• TASK OBJECTIVE: Using the data below, return every line that holds the word "Debug".

• DATA FOR THIS EXERCISE:
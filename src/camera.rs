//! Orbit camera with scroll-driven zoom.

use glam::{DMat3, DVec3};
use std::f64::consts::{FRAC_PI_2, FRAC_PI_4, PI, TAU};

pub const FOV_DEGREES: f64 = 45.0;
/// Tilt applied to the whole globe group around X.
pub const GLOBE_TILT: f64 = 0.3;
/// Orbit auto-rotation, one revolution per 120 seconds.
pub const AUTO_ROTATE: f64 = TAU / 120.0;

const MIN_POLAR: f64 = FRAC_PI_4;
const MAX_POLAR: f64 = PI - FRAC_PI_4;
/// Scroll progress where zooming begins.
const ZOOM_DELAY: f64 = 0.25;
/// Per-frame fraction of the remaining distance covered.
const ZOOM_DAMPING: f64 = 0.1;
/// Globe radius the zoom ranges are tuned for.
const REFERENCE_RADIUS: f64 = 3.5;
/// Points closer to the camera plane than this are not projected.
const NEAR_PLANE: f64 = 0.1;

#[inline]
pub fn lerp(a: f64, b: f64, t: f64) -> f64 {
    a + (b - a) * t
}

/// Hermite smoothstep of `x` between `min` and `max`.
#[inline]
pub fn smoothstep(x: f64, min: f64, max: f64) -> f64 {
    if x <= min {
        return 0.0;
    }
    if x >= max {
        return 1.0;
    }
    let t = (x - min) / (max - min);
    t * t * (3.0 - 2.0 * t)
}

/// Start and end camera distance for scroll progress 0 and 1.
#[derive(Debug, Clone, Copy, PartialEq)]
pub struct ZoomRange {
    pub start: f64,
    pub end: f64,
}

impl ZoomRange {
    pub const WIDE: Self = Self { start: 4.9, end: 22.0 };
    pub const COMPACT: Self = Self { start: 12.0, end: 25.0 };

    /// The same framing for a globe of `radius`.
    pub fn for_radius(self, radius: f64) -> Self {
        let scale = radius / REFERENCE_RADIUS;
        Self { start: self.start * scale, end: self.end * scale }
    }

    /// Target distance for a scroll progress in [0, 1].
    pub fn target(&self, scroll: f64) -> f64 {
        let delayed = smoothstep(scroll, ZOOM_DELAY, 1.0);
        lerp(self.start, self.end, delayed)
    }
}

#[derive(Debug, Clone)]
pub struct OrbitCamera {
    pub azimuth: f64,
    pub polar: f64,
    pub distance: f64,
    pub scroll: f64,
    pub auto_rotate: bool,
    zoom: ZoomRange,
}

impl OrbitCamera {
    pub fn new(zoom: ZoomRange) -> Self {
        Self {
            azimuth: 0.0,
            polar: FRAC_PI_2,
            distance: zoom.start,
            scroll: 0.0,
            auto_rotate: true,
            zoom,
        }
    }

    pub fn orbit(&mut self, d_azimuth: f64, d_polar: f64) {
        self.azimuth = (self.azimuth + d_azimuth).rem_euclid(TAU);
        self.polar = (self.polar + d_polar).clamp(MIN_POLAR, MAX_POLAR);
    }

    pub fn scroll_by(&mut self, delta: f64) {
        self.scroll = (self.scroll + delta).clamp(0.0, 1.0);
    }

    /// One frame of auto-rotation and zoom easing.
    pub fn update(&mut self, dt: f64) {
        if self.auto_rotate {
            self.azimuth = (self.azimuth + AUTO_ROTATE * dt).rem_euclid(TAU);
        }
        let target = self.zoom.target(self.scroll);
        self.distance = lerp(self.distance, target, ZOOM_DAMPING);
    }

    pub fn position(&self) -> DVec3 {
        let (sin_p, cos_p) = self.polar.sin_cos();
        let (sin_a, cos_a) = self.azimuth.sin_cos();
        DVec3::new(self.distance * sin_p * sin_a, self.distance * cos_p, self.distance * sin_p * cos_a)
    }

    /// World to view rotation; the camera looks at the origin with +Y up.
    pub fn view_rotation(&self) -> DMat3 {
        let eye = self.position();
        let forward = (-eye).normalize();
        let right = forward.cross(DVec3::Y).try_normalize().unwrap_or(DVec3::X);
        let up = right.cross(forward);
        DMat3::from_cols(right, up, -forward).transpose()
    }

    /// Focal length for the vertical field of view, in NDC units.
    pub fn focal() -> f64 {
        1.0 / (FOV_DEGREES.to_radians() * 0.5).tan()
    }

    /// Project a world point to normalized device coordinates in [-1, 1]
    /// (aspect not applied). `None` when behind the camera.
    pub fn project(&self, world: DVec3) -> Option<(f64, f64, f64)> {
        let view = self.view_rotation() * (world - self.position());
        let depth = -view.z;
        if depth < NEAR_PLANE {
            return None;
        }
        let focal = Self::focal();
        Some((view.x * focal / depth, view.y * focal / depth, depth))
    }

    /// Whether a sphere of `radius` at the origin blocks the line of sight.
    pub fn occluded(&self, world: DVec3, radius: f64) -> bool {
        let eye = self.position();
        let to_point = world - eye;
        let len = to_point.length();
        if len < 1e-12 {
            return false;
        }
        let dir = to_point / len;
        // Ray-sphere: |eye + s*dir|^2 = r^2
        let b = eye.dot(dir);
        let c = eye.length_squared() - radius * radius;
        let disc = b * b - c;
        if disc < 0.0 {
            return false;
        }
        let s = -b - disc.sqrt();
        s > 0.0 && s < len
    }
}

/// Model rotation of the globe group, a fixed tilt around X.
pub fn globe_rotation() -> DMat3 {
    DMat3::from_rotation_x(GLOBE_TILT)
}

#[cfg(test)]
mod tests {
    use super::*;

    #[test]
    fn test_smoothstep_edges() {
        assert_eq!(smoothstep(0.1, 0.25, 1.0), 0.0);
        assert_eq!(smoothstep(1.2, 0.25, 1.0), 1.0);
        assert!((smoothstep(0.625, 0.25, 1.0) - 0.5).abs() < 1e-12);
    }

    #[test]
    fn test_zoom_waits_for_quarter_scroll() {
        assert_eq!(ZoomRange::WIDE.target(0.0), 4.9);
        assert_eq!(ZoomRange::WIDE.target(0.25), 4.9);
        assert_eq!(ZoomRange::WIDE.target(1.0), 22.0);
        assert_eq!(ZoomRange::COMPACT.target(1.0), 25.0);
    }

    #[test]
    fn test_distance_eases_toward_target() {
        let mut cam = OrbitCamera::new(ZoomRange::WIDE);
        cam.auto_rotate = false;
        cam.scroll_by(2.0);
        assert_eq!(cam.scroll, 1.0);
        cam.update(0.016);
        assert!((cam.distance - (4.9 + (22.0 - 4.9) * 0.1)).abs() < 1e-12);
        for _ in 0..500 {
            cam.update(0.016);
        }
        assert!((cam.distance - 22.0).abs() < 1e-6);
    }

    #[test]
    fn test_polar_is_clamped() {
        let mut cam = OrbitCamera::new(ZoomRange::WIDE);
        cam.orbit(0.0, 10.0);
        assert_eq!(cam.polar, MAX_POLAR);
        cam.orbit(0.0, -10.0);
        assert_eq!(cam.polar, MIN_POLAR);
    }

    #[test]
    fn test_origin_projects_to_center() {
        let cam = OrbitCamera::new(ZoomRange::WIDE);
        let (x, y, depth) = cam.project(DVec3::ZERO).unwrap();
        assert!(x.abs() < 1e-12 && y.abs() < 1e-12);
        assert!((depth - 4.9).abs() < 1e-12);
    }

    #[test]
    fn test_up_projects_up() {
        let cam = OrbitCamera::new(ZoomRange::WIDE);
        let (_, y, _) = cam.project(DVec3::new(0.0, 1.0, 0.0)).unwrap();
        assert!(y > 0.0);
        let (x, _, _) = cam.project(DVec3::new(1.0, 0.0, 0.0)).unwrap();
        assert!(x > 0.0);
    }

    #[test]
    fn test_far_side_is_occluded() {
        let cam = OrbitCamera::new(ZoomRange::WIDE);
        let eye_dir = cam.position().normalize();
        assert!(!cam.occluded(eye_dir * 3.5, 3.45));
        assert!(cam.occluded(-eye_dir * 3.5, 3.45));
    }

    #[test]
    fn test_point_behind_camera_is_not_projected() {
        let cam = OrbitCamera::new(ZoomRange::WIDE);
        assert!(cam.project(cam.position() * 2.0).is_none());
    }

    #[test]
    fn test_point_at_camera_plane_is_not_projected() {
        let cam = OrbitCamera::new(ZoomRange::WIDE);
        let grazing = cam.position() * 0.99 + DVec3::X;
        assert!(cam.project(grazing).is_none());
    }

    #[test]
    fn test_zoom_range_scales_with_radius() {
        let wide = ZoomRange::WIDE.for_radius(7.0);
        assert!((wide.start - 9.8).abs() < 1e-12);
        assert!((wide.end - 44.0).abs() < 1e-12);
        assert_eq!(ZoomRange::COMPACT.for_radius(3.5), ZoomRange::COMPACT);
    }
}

• RESULT FOR THIS EXERCISE:
#[derive(Debug, Clone, Copy, PartialEq)]
#[derive(Debug, Clone)]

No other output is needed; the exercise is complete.